First, book-wise, which I’m sure is the main reason you guys are reading this, I want to report that I worked through the problems with that problematic scene. 

Weirdly, this extended scene doesn’t feel all that different, but it’s shorter now and the people in it act the way people act, which is nice. 

And with that, we segue into a pop cultural topic. 

When my son had just turned ten years old, I decided it was time for him to see Star Wars. I was a little older than him when I saw it in theaters in 1977, but I figured ten was the perfect age to see that movie. 

Anyway, I’ve told this story before, but we were watching the film together and, right in the middle of the climactic dog fight, where the X-wings are flying down the trench trying to explode the Death Star, my own son got up off the couch and walked away. He just wasn’t interested. I watched him sit at his computer and start up Minecraft game while the TV was filling the room with pew pew noises.

Now, there are a lot of platitudes that could be mined from a story like that, and I like to think I’ve typed my share of them into the big empty void of the internet, but I was reminded of the incident once again last Wednesday.

Because here’s the thing: I showed him the Star Wars movie without taking into account that he had already played the Lego Star Wars video game.
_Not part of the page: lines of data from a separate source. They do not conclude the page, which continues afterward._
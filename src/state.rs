//! The symbol table shared by parsing and evaluation.

use crate::ast::FunctionDeclaration;
use crate::config::RedeclarationPolicy;
use crate::error::{ParseError, RuntimeError};
use crate::eval::Value;

use std::collections::BTreeMap;
use std::rc::Rc;

use tracing::{trace, warn};

/// Variable bindings and function declarations for one run.
///
/// Function declarations are added while the semantic pass reduces them, so a call may appear before the
/// declaration it resolves to. Variables are added during evaluation and are never rebound.
///
/// The variable table is shared with the snapshots `let` evaluates to. Binding only copies it while an older
/// snapshot is still alive.
#[derive(Debug, Default)]
pub struct ProgramState {
    variables: Rc<BTreeMap<String, Value>>,
    functions: BTreeMap<String, Rc<FunctionDeclaration>>,
    policy: RedeclarationPolicy,
}

impl ProgramState {
    pub fn new(policy: RedeclarationPolicy) -> ProgramState {
        ProgramState { variables: Rc::default(), functions: BTreeMap::new(), policy }
    }

    pub fn variable(&self, name: &str) -> Option<&Value> {
        self.variables.get(name)
    }

    pub fn variables(&self) -> &BTreeMap<String, Value> {
        &self.variables
    }

    /// A handle to the current variable table. Cheap, the table itself is shared.
    pub fn snapshot(&self) -> Rc<BTreeMap<String, Value>> {
        Rc::clone(&self.variables)
    }

    /// Binds a name for the rest of the run. A name that is already bound keeps its old value.
    pub fn bind(&mut self, name: &str, value: Value) -> Result<(), RuntimeError> {
        if self.variables.contains_key(name) {
            return Err(RuntimeError::ImmutableRebind { name: name.to_string() });
        }

        trace!(name, %value, "Binding variable");
        Rc::make_mut(&mut self.variables).insert(name.to_string(), value);

        Ok(())
    }

    pub fn declare_function(&mut self, declaration: FunctionDeclaration) -> Result<(), ParseError> {
        if self.functions.contains_key(&declaration.name) {
            match self.policy {
                RedeclarationPolicy::Overwrite => {
                    warn!(name = %declaration.name, "Function redeclared, replacing the earlier declaration");
                }
                RedeclarationPolicy::Reject => {
                    return Err(ParseError::FunctionRedeclared { name: declaration.name });
                }
            }
        }

        trace!(name = %declaration.name, "Declaring function");
        self.functions.insert(declaration.name.clone(), Rc::new(declaration));

        Ok(())
    }

    /// The handle is cloned out so the body can be evaluated while the state is borrowed mutably.
    pub fn function(&self, name: &str) -> Option<Rc<FunctionDeclaration>> {
        self.functions.get(name).cloned()
    }

    pub fn functions(&self) -> &BTreeMap<String, Rc<FunctionDeclaration>> {
        &self.functions
    }
}
//! Command line front end: runs one program file against the console.

use tracelang::trace::Node;
use tracelang::{pretty_error_message, run_file, ProgramState, RedeclarationPolicy, RunConfig};

use std::fs::File;
use std::io::{BufWriter, Write};
use std::path::{Path, PathBuf};
use std::process::ExitCode;

use clap::Parser;
use tracing_subscriber::{fmt, layer::SubscriberExt, util::SubscriberInitExt, EnvFilter};

/// Runs a program, printing its output. The syntax tree and semantic trace can be written out as JSON.
#[derive(Parser, Debug)]
#[command(version, about)]
struct Args {
    /// The program to run.
    path: PathBuf,

    /// Write the syntax tree to this file.
    #[arg(long)]
    syntax_out: Option<PathBuf>,

    /// Write the semantic trace to this file. Written even if the run fails.
    #[arg(long)]
    semantic_out: Option<PathBuf>,

    /// Print the final variables and functions.
    #[arg(long)]
    dump_state: bool,

    /// Make declaring a function name twice an error.
    #[arg(long)]
    strict_functions: bool,

    /// How deeply function calls may nest.
    #[arg(long, default_value_t = RunConfig::default().max_call_depth)]
    max_call_depth: usize,
}

fn main() -> ExitCode {
    tracing_subscriber::registry()
        .with(EnvFilter::try_from_default_env().unwrap_or_else(|_| "tracelang=warn".into()))
        .with(fmt::layer().with_writer(std::io::stderr))
        .init();

    let args = Args::parse();

    let config = RunConfig {
        redeclaration: if args.strict_functions { RedeclarationPolicy::Reject } else { RedeclarationPolicy::Overwrite },
        max_call_depth: args.max_call_depth,
    };

    let report = run_file(&args.path, &config, &mut std::io::stdin().lock(), &mut std::io::stdout().lock());

    let mut failed = false;

    if let (Some(path), Some(tree)) = (&args.syntax_out, &report.syntax_tree) {
        failed |= !write_tree(path, tree);
    }
    if let Some(path) = &args.semantic_out {
        failed |= !write_tree(path, &report.semantic_tree);
    }

    if args.dump_state {
        match serde_json::to_string_pretty(&state_json(&report.state)) {
            Ok(json) => println!("{json}"),
            Err(err) => {
                eprintln!("Could not serialize the program state: {err}");
                failed = true;
            }
        }
    }

    if let Err(err) = &report.result {
        eprintln!("{}\n", pretty_error_message(err));
        failed = true;
    }

    if failed {
        ExitCode::FAILURE
    } else {
        ExitCode::SUCCESS
    }
}

fn state_json(state: &ProgramState) -> serde_json::Value {
    serde_json::json!({
        "variables": state.variables(),
        "functions": state.functions().keys().collect::<Vec<_>>(),
    })
}

/// Returns whether the tree was written. Failures are reported on stderr.
///
/// Trees are written compactly: a long program nests one level per statement, and indenting every level would
/// make the file grow with the square of the program's length.
fn write_tree(path: &Path, tree: &Node) -> bool {
    let written = File::create(path).map_err(|err| err.to_string()).and_then(|file| {
        let mut writer = BufWriter::new(file);
        serde_json::to_writer(&mut writer, tree).map_err(|err| err.to_string())?;
        writer.flush().map_err(|err| err.to_string())
    });

    match written {
        Ok(()) => true,
        Err(err) => {
            eprintln!("Could not write {}: {err}", path.display());
            false
        }
    }
}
Those Lego games take every moment from a film and stretch it until every plot point of the movie needs fifteen minutes of smashing and building things before you can move on to the next. (I exaggerate, maybe, but not by much) The point is, it’s slow as hell, and along with all the other reasons my son would not respond positively to old timey science fiction movies like Star Wars, is the simple fact that he’d already been there and done that, at length.

And the reason all this came up again was because the teaser trailer for the Wizard Boy tv remake dropped. 

Personally, I have no interest in watching the upcoming Wizard Boy tv show. For every pound sterling that goes into that franchise, some portion is diverted into taking rights away from vulnerable populations. I’m not going to put a ha’penny into that. I don’t care if this new show is The Wire for fantasy YA lovers, human rights matter more.

But once people on my Bluesky timeline start talking about how terrible the teaser trailer looks, I absolutely want to see how and why it sucks. 

So I did and it looks slow. Harry deals with bullies in a muggle school. Aunt Petunia giving his hair a hate-trim. Harry and Hagrid sitting on the tube, having a conversation.

It looks like they’re going to show all the usual story beats, but slowed down to fill up a streaming season, and you know they’re not going to take IP this popular and make fewer than ten episodes a season.

So maybe that’s why the teaser–a teaser!–feels so slack. 

I’ve seen people complain about the way it looks, but I like the candlelight aesthetic for Hogwarts. It’s dumb–magic lanterns would make more sense–but it’s pretty.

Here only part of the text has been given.